**Material to process**
++++++++

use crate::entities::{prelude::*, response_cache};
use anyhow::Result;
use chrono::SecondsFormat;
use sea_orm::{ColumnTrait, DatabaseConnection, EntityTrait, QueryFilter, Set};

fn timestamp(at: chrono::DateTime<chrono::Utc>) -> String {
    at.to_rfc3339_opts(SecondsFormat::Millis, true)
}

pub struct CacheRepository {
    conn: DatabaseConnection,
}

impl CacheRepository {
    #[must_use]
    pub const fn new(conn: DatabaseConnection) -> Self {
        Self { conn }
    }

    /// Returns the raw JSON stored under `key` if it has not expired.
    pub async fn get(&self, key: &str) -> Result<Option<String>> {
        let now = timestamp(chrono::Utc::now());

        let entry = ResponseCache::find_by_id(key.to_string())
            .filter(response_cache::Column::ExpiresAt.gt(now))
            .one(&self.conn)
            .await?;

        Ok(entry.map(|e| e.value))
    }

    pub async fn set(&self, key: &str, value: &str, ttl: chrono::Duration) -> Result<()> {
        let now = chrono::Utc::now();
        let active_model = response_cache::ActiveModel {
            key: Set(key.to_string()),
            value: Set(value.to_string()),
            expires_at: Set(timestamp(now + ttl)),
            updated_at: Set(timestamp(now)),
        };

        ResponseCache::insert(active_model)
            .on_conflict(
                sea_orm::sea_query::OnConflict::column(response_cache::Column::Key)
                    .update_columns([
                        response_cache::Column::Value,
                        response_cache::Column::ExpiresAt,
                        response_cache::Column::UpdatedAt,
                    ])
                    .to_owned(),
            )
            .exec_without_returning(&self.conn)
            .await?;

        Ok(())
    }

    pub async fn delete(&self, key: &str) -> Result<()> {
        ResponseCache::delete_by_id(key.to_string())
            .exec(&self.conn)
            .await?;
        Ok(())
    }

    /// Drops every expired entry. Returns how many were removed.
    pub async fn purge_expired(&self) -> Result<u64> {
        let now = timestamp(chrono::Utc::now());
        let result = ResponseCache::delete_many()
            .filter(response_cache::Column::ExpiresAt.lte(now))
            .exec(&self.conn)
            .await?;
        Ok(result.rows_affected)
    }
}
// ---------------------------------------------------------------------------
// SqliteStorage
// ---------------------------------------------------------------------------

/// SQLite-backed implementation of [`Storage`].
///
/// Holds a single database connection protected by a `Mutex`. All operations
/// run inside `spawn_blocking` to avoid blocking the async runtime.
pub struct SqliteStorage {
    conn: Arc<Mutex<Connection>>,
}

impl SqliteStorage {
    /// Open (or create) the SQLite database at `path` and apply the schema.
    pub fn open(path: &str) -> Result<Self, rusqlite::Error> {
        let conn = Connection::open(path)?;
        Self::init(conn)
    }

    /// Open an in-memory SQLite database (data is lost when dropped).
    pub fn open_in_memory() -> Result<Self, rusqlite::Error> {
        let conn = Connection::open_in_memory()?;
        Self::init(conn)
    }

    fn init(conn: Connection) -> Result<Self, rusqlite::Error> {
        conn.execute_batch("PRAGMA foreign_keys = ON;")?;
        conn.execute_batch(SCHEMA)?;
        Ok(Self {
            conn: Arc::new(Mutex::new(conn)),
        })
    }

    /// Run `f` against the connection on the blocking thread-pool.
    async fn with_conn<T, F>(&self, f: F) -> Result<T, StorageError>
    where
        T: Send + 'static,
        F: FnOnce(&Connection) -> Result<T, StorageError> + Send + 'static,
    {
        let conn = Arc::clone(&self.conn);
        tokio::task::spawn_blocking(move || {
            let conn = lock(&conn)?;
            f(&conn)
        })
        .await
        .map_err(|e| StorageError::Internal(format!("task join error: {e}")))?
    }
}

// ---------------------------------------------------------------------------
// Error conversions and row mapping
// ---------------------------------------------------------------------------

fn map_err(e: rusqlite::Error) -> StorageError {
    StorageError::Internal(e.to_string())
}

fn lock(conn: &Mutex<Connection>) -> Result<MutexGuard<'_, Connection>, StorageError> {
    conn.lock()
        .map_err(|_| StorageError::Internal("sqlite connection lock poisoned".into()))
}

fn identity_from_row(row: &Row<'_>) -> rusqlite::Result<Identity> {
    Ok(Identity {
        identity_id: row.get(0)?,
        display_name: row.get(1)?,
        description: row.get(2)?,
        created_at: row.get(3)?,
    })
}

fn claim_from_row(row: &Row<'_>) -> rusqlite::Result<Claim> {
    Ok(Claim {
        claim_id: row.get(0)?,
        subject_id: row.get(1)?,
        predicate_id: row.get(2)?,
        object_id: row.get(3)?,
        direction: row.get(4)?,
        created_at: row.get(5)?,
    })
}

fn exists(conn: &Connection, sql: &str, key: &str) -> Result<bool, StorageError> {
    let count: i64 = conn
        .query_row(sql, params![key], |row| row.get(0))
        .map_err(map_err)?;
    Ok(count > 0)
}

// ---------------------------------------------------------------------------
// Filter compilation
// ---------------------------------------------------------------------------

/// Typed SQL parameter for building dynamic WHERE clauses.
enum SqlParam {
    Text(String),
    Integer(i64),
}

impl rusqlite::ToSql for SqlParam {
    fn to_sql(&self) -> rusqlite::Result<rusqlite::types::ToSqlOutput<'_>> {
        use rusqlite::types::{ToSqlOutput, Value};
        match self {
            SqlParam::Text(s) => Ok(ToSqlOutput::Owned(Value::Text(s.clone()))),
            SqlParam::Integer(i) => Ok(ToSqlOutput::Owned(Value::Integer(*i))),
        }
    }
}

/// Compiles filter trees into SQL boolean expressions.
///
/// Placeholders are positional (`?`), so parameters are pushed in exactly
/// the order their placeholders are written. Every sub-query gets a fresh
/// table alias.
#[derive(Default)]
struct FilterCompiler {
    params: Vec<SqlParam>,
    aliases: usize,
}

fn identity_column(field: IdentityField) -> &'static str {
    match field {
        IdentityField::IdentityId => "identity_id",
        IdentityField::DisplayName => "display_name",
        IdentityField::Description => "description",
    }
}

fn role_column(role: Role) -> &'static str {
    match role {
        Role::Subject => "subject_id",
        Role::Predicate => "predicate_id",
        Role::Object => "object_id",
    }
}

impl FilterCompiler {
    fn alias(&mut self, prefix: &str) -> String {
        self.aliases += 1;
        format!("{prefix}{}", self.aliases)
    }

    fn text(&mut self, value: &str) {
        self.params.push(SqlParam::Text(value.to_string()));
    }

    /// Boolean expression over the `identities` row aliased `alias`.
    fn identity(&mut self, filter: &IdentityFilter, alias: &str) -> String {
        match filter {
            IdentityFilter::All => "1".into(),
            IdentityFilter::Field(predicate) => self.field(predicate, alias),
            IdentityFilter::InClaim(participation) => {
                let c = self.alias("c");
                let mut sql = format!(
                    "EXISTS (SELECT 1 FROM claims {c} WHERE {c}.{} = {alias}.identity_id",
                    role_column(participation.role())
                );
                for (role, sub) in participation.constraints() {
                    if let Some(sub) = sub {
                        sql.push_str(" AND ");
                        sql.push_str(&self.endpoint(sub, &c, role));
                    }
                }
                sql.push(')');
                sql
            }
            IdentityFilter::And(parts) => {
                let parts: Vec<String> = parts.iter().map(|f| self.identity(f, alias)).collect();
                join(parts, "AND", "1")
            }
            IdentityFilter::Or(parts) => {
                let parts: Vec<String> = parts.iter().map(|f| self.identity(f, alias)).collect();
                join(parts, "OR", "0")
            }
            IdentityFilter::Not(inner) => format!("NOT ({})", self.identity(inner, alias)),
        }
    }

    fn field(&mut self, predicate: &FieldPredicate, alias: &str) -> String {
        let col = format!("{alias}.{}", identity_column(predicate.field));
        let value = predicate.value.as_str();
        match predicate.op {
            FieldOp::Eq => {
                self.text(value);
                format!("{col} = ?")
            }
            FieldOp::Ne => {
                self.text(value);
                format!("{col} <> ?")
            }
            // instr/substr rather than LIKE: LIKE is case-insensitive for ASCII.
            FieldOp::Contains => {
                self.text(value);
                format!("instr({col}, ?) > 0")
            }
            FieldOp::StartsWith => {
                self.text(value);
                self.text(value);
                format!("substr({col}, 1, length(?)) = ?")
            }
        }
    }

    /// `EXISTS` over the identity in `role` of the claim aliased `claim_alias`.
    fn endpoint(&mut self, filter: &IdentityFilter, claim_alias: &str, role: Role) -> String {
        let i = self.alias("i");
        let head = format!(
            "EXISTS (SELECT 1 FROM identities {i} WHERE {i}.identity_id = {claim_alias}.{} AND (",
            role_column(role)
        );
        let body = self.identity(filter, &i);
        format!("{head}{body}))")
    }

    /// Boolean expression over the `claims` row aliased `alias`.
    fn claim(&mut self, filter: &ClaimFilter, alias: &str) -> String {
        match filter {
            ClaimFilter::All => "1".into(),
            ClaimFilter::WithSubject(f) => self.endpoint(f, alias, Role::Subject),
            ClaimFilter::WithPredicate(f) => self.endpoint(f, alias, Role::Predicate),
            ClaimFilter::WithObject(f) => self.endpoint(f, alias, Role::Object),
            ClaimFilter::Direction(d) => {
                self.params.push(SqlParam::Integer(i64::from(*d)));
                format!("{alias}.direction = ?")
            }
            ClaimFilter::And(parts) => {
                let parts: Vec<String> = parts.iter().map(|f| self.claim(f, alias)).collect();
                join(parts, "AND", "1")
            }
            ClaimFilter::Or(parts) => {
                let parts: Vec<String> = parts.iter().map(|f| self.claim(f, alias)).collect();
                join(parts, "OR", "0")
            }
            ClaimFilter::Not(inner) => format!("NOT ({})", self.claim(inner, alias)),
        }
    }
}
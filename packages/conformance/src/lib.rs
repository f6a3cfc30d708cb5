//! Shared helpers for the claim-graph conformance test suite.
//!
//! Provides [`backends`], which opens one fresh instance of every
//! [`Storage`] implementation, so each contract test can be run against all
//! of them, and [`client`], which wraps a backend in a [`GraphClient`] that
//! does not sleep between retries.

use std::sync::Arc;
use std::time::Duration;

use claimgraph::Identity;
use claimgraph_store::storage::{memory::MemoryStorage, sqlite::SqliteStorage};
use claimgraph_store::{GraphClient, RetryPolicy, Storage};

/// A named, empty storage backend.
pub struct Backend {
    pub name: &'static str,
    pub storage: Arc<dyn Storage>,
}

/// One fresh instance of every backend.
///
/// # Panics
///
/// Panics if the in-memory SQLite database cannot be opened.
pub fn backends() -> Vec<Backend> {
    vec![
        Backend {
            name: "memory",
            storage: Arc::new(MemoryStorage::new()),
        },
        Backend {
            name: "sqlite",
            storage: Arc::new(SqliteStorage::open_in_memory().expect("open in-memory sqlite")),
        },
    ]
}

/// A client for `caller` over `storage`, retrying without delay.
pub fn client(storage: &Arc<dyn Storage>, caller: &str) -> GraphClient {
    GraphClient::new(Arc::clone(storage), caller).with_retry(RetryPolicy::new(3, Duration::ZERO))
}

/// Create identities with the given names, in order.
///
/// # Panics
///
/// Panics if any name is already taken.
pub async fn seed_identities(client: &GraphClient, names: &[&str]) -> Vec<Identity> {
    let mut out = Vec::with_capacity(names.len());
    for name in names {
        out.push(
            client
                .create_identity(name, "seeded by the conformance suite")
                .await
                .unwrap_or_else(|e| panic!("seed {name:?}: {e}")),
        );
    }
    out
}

++++++++

**Assigned task**
Search the listing for the string "FilterCompiler". Copy each line where it is found.

**Answer for the task**
struct FilterCompiler {
impl FilterCompiler {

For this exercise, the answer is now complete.